I was once told a story about a beautiful princess (Rapunzel with golden hair, of course) who was imprisoned in a high tower for many, many, many years. Maybe someone will remember the fairy tale better than I, but to the best of my memory (I am now 64 years old) I seem to recall that she was saved by a prince who climbed up on her long hair to save her. There were missing pieces in the fairy tale that my age now brings into focus, like how she got food up there, possible toilet facilities, showering or general cleaning for many years (any prince who climbed up her long hair must have lost his ability to smell, for there were no perfumes in the story to hide what must have been a smelly lady). Sorry, I’ll focus on the original question…

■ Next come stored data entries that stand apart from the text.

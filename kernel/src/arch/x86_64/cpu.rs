/// CPU feature detection and timestamp/random instructions.

/// CPUID wrapper. Saves/restores rbx since LLVM reserves it.
pub fn cpuid(leaf: u32) -> (u32, u32, u32, u32) {
    let (eax, ebx, ecx, edx): (u32, u32, u32, u32);
    unsafe {
        core::arch::asm!(
            "push rbx",
            "cpuid",
            "mov {ebx_out:e}, ebx",
            "pop rbx",
            inout("eax") leaf => eax,
            ebx_out = out(reg) ebx,
            out("ecx") ecx,
            out("edx") edx,
        );
    }
    (eax, ebx, ecx, edx)
}

/// Check if RDRAND is supported (CPUID.01H:ECX.RDRAND[bit 30]).
pub fn has_rdrand() -> bool {
    let (_, _, ecx, _) = cpuid(1);
    ecx & (1 << 30) != 0
}

/// Check if TSC is invariant (CPUID.80000007H:EDX.TscInvariant[bit 8]).
pub fn has_invariant_tsc() -> bool {
    let (_, _, _, edx) = cpuid(0x80000007);
    edx & (1 << 8) != 0
}

/// Read the Time Stamp Counter.
#[inline(always)]
pub fn rdtsc() -> u64 {
    let (lo, hi): (u32, u32);
    unsafe {
        core::arch::asm!("rdtsc", out("eax") lo, out("edx") hi, options(nostack, preserves_flags));
    }
    ((hi as u64) << 32) | (lo as u64)
}

/// One hardware-random 64-bit value. Retries until the carry flag reports
/// a valid result. Caller must check `has_rdrand()` first.
#[inline]
pub fn rdrand() -> u64 {
    loop {
        let val: u64;
        let ok: u8;
        unsafe {
            core::arch::asm!(
                "rdrand {val}",
                "setc {ok}",
                val = out(reg) val,
                ok = out(reg_byte) ok,
                options(nostack),
            );
        }
        if ok != 0 {
            return val;
        }
        core::hint::spin_loop();
    }
}
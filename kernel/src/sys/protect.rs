/// Protected region — the critical section in which the stack assumes no
/// concurrent preemption or cross-core mutation of its internals (timer
/// lists, memory pools).
///
/// On a single core, interrupts already serialize everything, so entering
/// is a marker no-op. With more than one core the region must suppress
/// interrupts AND hold a global spinlock for its duration.
use core::sync::atomic::{AtomicBool, Ordering};

use crate::arch::x86_64 as arch;

/// Opaque token returned by `enter`, consumed by `exit`. Not copyable:
/// each enter is balanced by exactly one exit.
#[must_use]
pub struct ProtectToken {
    restore_interrupts: bool,
    multicore: bool,
}

pub struct ProtectRegion {
    cores: u32,
    // Raw flag rather than spin::Mutex: the guard has to survive across
    // the enter/exit call boundary.
    locked: AtomicBool,
}

impl ProtectRegion {
    pub const fn new(cores: u32) -> Self {
        Self {
            cores,
            locked: AtomicBool::new(false),
        }
    }

    /// Enter the protected region.
    pub fn enter(&self) -> ProtectToken {
        if self.cores <= 1 {
            return ProtectToken {
                restore_interrupts: false,
                multicore: false,
            };
        }

        let were_enabled = arch::interrupts_enabled();
        arch::cli();
        while self
            .locked
            .compare_exchange_weak(false, true, Ordering::Acquire, Ordering::Relaxed)
            .is_err()
        {
            core::hint::spin_loop();
        }
        ProtectToken {
            restore_interrupts: were_enabled,
            multicore: true,
        }
    }

    /// Leave the protected region, restoring the interrupt state captured
    /// on entry.
    pub fn exit(&self, token: ProtectToken) {
        if token.multicore {
            self.locked.store(false, Ordering::Release);
            if token.restore_interrupts {
                arch::sti();
            }
        }
    }

    /// Whether the global lock is currently held (diagnostics/tests).
    pub fn is_locked(&self) -> bool {
        self.locked.load(Ordering::Relaxed)
    }
}
/// Boot-time network bring-up: probe the host for a NIC, initialize the
/// driver, and register the interface with the addressing the hypervisor
/// passed in the boot header.
use smoltcp::wire::{Ipv4Address, Ipv4Cidr};

use super::driver::UhyveNet;
use super::hypercall::HypercallPort;
use super::registry::{IfaceId, NetifRegistry};
use super::stack_port::StackPort;
use super::NetError;
use crate::serial_println;
use nimbusos_boot::BootHeader;

/// Prefix length of a contiguous dotted-quad netmask.
pub fn prefix_from_mask(mask: [u8; 4]) -> u8 {
    u32::from_be_bytes(mask).leading_ones() as u8
}

/// Probe for the host NIC and bring up interface 0. `NoDevice` when the
/// hypervisor has no NIC attached; the kernel runs on without a network.
pub fn bring_up<P: HypercallPort>(
    mut port: P,
    stack: &mut dyn StackPort,
    header: &BootHeader,
    registry: &mut NetifRegistry<P>,
) -> Result<IfaceId, NetError> {
    if !port.netstat() {
        serial_println!("[net] no virtual NIC attached");
        return Err(NetError::NoDevice);
    }

    let mut netif = UhyveNet::new(port);
    netif.initialize(stack)?;

    let ip = header.ip();
    let cidr = Ipv4Cidr::new(
        Ipv4Address::new(ip[0], ip[1], ip[2], ip[3]),
        prefix_from_mask(header.netmask()),
    );
    let gw = header.gateway();
    let gateway = Ipv4Address::new(gw[0], gw[1], gw[2], gw[3]);
    serial_println!("[net] en0 addr {} gw {}", cidr, gateway);

    let id = IfaceId(0);
    registry.add(id, netif, cidr, gateway);
    registry.set_default(id);
    registry.set_up(id);
    Ok(id)
}
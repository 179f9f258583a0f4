/// Virtual NIC driver over the hypercall transport.
///
/// One frame per hypercall in both directions: transmit flattens a frame
/// chain into a staging buffer and issues a single NETWRITE; receive
/// drains NETREAD until the host reports empty, pushing each frame into
/// the stack through its port.
use alloc::boxed::Box;
use alloc::vec;
use bitflags::bitflags;
use smoltcp::wire::EthernetAddress;

use super::frame::FrameChain;
use super::hypercall::{HypercallPort, MAC_STR_LEN};
use super::stack_port::StackPort;
use super::NetError;
use crate::serial_println;

/// Largest frame the host accepts in one NETWRITE.
pub const TX_FRAME_MAX: usize = 1792;
/// Receive staging buffer; comfortably above any frame the host sends.
pub const RX_BUF_LEN: usize = 2048;
/// Interface MTU advertised to the stack.
pub const MTU: u16 = 32768;

/// Bytes of link-layer padding the stack prepends to every frame so the
/// IP header lands aligned. Stripped before transmit, reserved on
/// receive.
#[cfg(feature = "eth-pad")]
pub const ETH_PAD_SIZE: usize = 2;
#[cfg(not(feature = "eth-pad"))]
pub const ETH_PAD_SIZE: usize = 0;

bitflags! {
    /// Capability flags the interface reports to the stack.
    #[derive(Debug, Clone, Copy, PartialEq, Eq)]
    pub struct NetifFlags: u8 {
        const BROADCAST = 1 << 0;
        const ETHARP = 1 << 1;
        const IGMP = 1 << 2;
        const LINK_UP = 1 << 3;
        const MLD6 = 1 << 4;
    }
}

#[derive(Debug, Clone, Copy, PartialEq, Eq)]
pub enum IfaceState {
    Uninitialized,
    Initializing,
    Ready,
}

/// Link-level counters, readable at any time.
#[derive(Debug, Clone, Copy, Default, PartialEq, Eq)]
pub struct LinkStats {
    pub xmit: u64,
    pub recv: u64,
    pub dropped: u64,
    pub memerr: u64,
}

pub struct UhyveNet<P: HypercallPort> {
    port: P,
    state: IfaceState,
    mac: EthernetAddress,
    flags: NetifFlags,
    mtu: u16,
    rx_buf: Box<[u8]>,
    tx_buf: Box<[u8]>,
    stats: LinkStats,
}

impl<P: HypercallPort> UhyveNet<P> {
    pub fn new(port: P) -> Self {
        Self {
            port,
            state: IfaceState::Uninitialized,
            mac: EthernetAddress([0; 6]),
            flags: NetifFlags::empty(),
            mtu: 0,
            rx_buf: vec![0u8; RX_BUF_LEN].into_boxed_slice(),
            tx_buf: vec![0u8; TX_FRAME_MAX].into_boxed_slice(),
            stats: LinkStats::default(),
        }
    }

    /// Bring the interface up: query the MAC, publish capabilities, then
    /// drain any frames that arrived before the interrupt line was live.
    pub fn initialize(&mut self, stack: &mut dyn StackPort) -> Result<(), NetError> {
        assert!(
            self.state == IfaceState::Uninitialized,
            "network interface initialized twice"
        );
        self.state = IfaceState::Initializing;

        let mac_str = self.port.netinfo();
        self.mac = parse_mac(&mac_str).ok_or(NetError::BadMacAddress)?;
        self.flags = NetifFlags::BROADCAST
            | NetifFlags::ETHARP
            | NetifFlags::IGMP
            | NetifFlags::LINK_UP
            | NetifFlags::MLD6;
        self.mtu = MTU;

        serial_println!("[net] en0 up, MAC {}", self.mac);
        self.state = IfaceState::Ready;

        // Frames queued by the host before this point would otherwise sit
        // until the first interrupt.
        self.poll(stack);
        Ok(())
    }

    /// Transmit one frame chain. Oversized frames are rejected before any
    /// hypercall is issued.
    pub fn output(&mut self, frame: &FrameChain) -> Result<(), NetError> {
        let total = frame.total_len();
        if total > TX_FRAME_MAX {
            serial_println!("[net] en0: transmit of {} bytes exceeds {}", total, TX_FRAME_MAX);
            return Err(NetError::FrameTooLarge);
        }
        let wire_len = total - ETH_PAD_SIZE;
        frame.copy_to(ETH_PAD_SIZE, &mut self.tx_buf[..wire_len]);

        let ret = self.port.netwrite(&self.tx_buf[..wire_len]);
        if ret != 0 {
            self.stats.dropped += 1;
            return Err(NetError::HostRejected);
        }
        self.stats.xmit += 1;
        Ok(())
    }

    /// Drain all pending frames from the host. Allocation or delivery
    /// failure drops that frame and keeps draining; a stuck queue would
    /// otherwise keep the interrupt line asserted.
    pub fn poll(&mut self, stack: &mut dyn StackPort) {
        if self.state != IfaceState::Ready {
            return;
        }
        while let Some(len) = self.port.netread(&mut self.rx_buf) {
            let mut chain = match stack.alloc_frame(len + ETH_PAD_SIZE) {
                Some(chain) => chain,
                None => {
                    serial_println!("[net] en0: no buffer for {} byte frame", len);
                    self.stats.memerr += 1;
                    self.stats.dropped += 1;
                    continue;
                }
            };
            chain.write_at(ETH_PAD_SIZE, &self.rx_buf[..len]);
            match stack.dispatch(chain) {
                Ok(()) => self.stats.recv += 1,
                Err(_frame) => {
                    self.stats.dropped += 1;
                }
            }
        }
    }

    pub fn state(&self) -> IfaceState {
        self.state
    }

    pub fn mac(&self) -> EthernetAddress {
        self.mac
    }

    pub fn flags(&self) -> NetifFlags {
        self.flags
    }

    pub fn mtu(&self) -> u16 {
        self.mtu
    }

    pub fn stats(&self) -> LinkStats {
        self.stats
    }

    pub fn port(&self) -> &P {
        &self.port
    }

    pub fn port_mut(&mut self) -> &mut P {
        &mut self.port
    }
}

fn dehex(c: u8) -> Option<u8> {
    match c {
        b'0'..=b'9' => Some(c - b'0'),
        b'a'..=b'f' => Some(c - b'a' + 10),
        b'A'..=b'F' => Some(c - b'A' + 10),
        _ => None,
    }
}

/// Parse the host's colon-hex MAC string ("aa:bb:cc:dd:ee:ff").
pub fn parse_mac(s: &[u8; MAC_STR_LEN]) -> Option<EthernetAddress> {
    let mut mac = [0u8; 6];
    for (i, byte) in mac.iter_mut().enumerate() {
        let off = i * 3;
        *byte = (dehex(s[off])? << 4) | dehex(s[off + 1])?;
        if i < 5 && s[off + 2] != b':' {
            return None;
        }
    }
    Some(EthernetAddress(mac))
}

The human hair growth cycle is believed to be between 2-7 years. As I have mentioned in the past, there are three phases to hair growth cycles, telogen (falling out), catagen (about to fall out) and anagen (the growth phase). Each individuals hair cycle is impacted by genetics, hormones, stress and any medications the person takes. You can imagine the difficulties of plotting the growth of individuals hair in different parts of the hair cycle and documenting the factors that address growth rates (impossible) so much of the research is either conjectural or taken from animal models that are not really compatible.
Now I remember my great grandmother (age 114) when I was a young man. On occasional Sundays, the granddaughters would take her hair out of a bun and wash it. I remember it went to the floor and beyond. There was great care in managing the hair wash. Now as a hair surgeon and expert in the hair field, I have to reconcile my memory of her hair with what I know about hair cycles. Could her hair be greater than 5 feet long. The answer I believe to this conundrum is that the hairs that fell out, weaved themselves into the remaining hairs (like dreadlocks) and that although the hair appeared to be greater than 5 feet long, had the granddaughters really brushed the hair when they washed it, most of that long hair would have come out simply because it was not attached at the root.
To really answer the Rapunzel story tale with academic precision, one would have to find a woman (men’s hair usually does not grow the length of women’s hair) who actually washed and brushed her hair so that all of the broken and loose hairs were brushed out. This would have to be on a few hundred women to make the data statistically significant. That would tell us how long a female hair can actually grow. The average hair grows at about Â½ inch per month and for 7 years which means that the longest hairs should be no more than 42 inches (a bit over 1 meter) long. Can any of my readership tell me a ‘reality based’ Rapunzel type of story where the actual hair length exceeded 42 inches?
Now that was a bit long winded, but I guess I do get carried away with a form of ‘love’ for this growing baldingblog readership. Thanks for feeding this ‘young’ blog with your questions.